• EXERCISE DESCRIPTION
Go through the material below and copy all lines with "that".

*** SUPPLIED DATA ***

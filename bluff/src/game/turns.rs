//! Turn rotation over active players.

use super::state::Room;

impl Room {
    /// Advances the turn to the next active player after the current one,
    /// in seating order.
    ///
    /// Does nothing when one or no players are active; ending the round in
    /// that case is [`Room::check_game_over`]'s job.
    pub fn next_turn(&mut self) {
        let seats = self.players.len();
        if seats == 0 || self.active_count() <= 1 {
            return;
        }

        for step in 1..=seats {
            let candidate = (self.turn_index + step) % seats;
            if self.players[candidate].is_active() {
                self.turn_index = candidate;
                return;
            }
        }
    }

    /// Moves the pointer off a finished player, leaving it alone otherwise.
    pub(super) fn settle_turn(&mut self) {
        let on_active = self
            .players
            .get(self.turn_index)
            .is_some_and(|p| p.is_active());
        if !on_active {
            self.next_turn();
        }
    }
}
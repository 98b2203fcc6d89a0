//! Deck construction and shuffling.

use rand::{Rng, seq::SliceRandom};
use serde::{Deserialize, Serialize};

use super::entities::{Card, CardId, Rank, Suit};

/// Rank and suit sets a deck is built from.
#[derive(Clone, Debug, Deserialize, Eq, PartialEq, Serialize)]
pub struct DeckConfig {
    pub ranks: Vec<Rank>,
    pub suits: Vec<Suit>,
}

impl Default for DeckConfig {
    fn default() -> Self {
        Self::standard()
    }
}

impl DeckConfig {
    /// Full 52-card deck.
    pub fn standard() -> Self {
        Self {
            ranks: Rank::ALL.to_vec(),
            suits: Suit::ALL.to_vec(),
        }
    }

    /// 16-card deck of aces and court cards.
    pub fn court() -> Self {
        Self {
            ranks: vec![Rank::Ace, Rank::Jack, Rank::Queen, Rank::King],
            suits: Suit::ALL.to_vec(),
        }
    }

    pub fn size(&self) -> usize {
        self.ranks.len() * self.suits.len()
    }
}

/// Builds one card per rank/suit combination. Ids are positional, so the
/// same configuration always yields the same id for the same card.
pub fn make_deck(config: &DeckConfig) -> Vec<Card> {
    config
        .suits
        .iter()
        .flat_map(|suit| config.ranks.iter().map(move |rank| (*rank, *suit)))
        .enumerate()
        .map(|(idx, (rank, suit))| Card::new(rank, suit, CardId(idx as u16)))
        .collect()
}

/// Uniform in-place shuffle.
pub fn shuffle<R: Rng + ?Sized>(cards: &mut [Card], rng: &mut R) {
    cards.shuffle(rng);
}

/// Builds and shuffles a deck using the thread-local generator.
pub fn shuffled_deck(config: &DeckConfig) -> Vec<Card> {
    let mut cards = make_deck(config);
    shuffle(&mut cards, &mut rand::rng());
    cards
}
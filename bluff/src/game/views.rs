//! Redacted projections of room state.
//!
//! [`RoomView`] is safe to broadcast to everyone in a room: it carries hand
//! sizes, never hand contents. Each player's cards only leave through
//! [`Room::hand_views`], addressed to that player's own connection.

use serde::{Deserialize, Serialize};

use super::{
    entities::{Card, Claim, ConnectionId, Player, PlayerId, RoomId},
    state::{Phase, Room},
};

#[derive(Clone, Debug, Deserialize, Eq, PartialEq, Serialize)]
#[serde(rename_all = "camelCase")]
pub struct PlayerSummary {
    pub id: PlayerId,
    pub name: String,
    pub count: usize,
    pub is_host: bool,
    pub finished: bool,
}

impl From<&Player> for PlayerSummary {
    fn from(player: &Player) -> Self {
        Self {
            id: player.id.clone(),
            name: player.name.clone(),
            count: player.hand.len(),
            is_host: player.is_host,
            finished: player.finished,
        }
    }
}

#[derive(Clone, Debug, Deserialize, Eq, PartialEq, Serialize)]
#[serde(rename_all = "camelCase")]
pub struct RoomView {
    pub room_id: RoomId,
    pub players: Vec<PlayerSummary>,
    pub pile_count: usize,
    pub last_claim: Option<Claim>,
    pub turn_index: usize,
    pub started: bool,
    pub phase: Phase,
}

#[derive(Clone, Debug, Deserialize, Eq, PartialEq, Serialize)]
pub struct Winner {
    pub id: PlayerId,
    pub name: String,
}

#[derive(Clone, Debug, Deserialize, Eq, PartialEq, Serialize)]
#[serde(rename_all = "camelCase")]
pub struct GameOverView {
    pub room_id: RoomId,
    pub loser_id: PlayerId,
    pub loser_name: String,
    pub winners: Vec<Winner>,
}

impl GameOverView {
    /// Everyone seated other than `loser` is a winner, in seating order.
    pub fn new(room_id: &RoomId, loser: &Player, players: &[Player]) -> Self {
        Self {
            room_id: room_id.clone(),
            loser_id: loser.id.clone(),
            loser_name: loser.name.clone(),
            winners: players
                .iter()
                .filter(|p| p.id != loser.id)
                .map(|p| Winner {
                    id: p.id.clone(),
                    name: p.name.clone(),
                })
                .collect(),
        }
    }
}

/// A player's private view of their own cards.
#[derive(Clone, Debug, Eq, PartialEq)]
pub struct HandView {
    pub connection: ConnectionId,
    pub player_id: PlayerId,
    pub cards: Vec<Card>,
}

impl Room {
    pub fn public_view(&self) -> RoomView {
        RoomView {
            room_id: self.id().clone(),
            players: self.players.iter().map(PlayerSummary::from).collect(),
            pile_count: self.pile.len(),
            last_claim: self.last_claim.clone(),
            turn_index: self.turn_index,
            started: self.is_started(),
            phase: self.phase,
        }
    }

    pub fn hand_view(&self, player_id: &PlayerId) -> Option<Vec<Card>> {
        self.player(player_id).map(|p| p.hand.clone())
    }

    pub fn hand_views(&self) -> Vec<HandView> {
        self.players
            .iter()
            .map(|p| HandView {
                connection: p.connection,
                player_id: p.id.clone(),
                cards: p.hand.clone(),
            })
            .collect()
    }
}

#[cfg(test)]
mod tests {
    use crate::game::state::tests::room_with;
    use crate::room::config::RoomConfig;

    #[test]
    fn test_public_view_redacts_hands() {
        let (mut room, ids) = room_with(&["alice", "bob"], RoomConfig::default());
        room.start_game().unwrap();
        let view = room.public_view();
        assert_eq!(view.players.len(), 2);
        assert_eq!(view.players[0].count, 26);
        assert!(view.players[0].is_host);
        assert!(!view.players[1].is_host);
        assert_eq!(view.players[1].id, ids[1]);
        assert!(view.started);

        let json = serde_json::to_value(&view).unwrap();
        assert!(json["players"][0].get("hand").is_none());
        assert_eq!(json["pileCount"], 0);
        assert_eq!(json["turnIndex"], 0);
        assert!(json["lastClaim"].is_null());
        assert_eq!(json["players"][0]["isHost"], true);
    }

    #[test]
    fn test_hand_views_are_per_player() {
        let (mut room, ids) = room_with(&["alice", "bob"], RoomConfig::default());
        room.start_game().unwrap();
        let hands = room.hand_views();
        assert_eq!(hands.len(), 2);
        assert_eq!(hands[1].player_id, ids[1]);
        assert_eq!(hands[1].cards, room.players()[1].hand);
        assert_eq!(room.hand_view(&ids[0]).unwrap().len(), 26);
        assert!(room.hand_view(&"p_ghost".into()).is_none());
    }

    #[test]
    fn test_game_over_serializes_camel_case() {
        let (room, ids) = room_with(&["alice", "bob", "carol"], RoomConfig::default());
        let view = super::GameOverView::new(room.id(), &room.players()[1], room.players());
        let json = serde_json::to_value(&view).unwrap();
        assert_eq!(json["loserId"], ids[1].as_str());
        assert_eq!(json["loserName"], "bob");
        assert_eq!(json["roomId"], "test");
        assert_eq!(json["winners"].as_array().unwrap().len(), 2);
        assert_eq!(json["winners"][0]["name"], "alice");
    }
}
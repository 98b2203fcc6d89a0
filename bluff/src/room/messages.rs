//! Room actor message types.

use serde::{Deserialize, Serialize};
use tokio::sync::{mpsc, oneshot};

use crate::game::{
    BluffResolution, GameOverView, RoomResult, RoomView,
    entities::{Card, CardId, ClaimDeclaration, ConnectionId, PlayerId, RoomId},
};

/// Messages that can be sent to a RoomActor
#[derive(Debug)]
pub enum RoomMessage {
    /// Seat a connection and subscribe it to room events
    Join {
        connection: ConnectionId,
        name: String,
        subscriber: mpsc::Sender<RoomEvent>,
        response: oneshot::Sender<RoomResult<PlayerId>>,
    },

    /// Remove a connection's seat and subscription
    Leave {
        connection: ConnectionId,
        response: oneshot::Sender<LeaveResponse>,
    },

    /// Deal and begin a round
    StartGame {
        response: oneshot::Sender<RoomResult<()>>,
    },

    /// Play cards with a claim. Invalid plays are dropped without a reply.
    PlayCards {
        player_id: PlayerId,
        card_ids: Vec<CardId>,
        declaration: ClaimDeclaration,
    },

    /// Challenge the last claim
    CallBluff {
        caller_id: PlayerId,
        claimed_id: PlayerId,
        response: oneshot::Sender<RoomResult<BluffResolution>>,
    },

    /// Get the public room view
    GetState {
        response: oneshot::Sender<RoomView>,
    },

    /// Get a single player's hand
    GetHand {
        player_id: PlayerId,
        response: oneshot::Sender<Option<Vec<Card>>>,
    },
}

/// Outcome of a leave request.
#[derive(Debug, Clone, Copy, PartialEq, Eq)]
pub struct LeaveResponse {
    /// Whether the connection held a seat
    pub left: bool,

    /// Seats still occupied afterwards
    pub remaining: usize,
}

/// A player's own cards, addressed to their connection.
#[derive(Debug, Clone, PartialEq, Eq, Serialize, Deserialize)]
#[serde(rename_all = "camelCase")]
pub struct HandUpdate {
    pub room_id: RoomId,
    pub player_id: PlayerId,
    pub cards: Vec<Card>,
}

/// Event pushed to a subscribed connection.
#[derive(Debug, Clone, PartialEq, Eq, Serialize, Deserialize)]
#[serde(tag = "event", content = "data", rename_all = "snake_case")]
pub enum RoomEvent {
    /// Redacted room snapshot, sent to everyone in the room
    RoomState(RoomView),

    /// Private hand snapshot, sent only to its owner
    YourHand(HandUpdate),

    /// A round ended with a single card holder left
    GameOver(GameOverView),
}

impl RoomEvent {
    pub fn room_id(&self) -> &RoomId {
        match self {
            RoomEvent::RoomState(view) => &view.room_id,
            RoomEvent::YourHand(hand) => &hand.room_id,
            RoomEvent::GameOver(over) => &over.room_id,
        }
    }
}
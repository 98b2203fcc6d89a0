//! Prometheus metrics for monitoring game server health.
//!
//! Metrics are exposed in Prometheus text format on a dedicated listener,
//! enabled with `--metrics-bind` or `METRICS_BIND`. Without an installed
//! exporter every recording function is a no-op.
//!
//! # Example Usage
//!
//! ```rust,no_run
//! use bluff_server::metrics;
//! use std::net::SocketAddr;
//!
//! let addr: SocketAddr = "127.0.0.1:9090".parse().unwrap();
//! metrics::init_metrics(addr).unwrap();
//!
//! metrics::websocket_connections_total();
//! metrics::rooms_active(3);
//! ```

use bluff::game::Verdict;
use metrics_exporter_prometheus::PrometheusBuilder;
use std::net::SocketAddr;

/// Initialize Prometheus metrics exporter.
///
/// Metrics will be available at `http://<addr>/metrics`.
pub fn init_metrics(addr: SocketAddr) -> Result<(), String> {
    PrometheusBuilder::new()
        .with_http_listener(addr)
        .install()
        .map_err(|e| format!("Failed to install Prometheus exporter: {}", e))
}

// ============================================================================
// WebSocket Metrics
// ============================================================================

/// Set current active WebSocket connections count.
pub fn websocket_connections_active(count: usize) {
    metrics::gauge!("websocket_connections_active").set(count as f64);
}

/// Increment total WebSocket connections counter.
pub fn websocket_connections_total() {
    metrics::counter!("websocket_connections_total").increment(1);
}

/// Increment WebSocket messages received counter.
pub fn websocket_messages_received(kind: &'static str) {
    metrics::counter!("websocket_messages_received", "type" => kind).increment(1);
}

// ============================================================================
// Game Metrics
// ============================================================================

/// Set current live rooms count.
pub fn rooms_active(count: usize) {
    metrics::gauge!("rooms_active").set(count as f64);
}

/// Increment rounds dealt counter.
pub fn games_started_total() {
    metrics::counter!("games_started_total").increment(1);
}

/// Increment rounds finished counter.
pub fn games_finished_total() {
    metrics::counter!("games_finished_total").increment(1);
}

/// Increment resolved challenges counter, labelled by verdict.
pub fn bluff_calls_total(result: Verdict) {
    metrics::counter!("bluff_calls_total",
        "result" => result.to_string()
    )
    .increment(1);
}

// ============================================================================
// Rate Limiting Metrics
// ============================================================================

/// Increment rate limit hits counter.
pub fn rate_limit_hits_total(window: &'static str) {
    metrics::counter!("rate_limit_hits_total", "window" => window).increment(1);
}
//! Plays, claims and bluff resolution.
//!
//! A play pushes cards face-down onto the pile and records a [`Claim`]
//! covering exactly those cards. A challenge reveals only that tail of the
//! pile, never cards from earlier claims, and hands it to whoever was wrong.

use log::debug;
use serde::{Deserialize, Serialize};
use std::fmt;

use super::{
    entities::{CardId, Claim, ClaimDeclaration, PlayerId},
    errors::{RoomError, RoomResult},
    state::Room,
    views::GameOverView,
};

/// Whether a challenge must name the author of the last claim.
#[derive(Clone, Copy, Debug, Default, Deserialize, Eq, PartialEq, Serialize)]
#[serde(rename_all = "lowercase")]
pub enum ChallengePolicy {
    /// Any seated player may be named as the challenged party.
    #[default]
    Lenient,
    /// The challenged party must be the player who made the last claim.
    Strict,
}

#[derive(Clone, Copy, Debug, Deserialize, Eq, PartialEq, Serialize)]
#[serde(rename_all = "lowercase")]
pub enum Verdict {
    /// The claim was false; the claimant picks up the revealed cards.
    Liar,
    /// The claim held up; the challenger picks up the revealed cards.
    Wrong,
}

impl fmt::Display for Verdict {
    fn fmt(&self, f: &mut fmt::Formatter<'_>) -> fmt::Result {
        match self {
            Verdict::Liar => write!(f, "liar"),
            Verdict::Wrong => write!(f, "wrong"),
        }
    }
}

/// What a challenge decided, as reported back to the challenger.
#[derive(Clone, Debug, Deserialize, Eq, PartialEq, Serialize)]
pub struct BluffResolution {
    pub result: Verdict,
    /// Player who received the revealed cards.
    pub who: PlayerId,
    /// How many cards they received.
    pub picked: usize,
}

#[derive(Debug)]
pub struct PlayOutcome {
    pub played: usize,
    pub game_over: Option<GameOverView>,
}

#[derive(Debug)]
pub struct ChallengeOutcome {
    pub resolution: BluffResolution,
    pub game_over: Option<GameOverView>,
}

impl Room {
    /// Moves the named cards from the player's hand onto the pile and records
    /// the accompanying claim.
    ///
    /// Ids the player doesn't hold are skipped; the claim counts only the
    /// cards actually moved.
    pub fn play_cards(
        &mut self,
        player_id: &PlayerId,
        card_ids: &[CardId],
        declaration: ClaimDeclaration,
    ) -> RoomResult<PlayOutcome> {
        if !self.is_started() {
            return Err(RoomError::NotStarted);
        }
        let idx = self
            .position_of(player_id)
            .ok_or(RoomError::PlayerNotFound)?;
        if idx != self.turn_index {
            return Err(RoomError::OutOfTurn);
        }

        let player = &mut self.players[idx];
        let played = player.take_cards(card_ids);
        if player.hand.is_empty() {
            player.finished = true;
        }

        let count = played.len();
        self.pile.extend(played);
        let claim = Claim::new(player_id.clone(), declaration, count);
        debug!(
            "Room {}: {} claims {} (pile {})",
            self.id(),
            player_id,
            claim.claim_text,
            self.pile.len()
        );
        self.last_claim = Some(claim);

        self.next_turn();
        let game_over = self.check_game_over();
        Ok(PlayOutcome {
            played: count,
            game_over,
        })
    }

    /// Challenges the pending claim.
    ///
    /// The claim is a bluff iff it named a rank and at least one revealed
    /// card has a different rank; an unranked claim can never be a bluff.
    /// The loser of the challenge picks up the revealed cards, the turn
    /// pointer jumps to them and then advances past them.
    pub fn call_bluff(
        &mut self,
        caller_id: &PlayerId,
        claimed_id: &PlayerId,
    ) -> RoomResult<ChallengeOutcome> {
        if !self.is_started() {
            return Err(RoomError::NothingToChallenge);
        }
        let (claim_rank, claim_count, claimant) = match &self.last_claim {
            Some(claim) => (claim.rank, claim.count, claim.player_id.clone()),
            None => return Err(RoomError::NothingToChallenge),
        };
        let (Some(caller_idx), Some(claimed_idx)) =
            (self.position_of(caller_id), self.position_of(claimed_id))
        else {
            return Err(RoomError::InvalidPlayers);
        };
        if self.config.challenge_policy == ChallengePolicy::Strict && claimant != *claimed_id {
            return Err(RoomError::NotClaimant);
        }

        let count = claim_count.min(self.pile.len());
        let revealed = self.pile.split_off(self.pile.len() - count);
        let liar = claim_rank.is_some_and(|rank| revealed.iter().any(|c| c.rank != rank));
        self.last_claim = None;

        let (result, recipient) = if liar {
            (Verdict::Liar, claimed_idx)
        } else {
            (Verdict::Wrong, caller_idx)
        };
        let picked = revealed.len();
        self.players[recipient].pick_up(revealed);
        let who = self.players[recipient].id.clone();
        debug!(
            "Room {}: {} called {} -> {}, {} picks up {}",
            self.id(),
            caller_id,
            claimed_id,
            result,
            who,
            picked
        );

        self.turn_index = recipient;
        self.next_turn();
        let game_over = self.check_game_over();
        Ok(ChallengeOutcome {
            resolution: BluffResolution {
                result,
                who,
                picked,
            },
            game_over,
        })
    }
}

*** End of SUPPLIED DATA ***

• FINISHED TASK
    /// that case is [`Room::check_game_over`]'s job.
//! [`Room::hand_views`], addressed to that player's own connection.
/// Messages that can be sent to a RoomActor
//! covering exactly those cards. A challenge reveals only that tail of the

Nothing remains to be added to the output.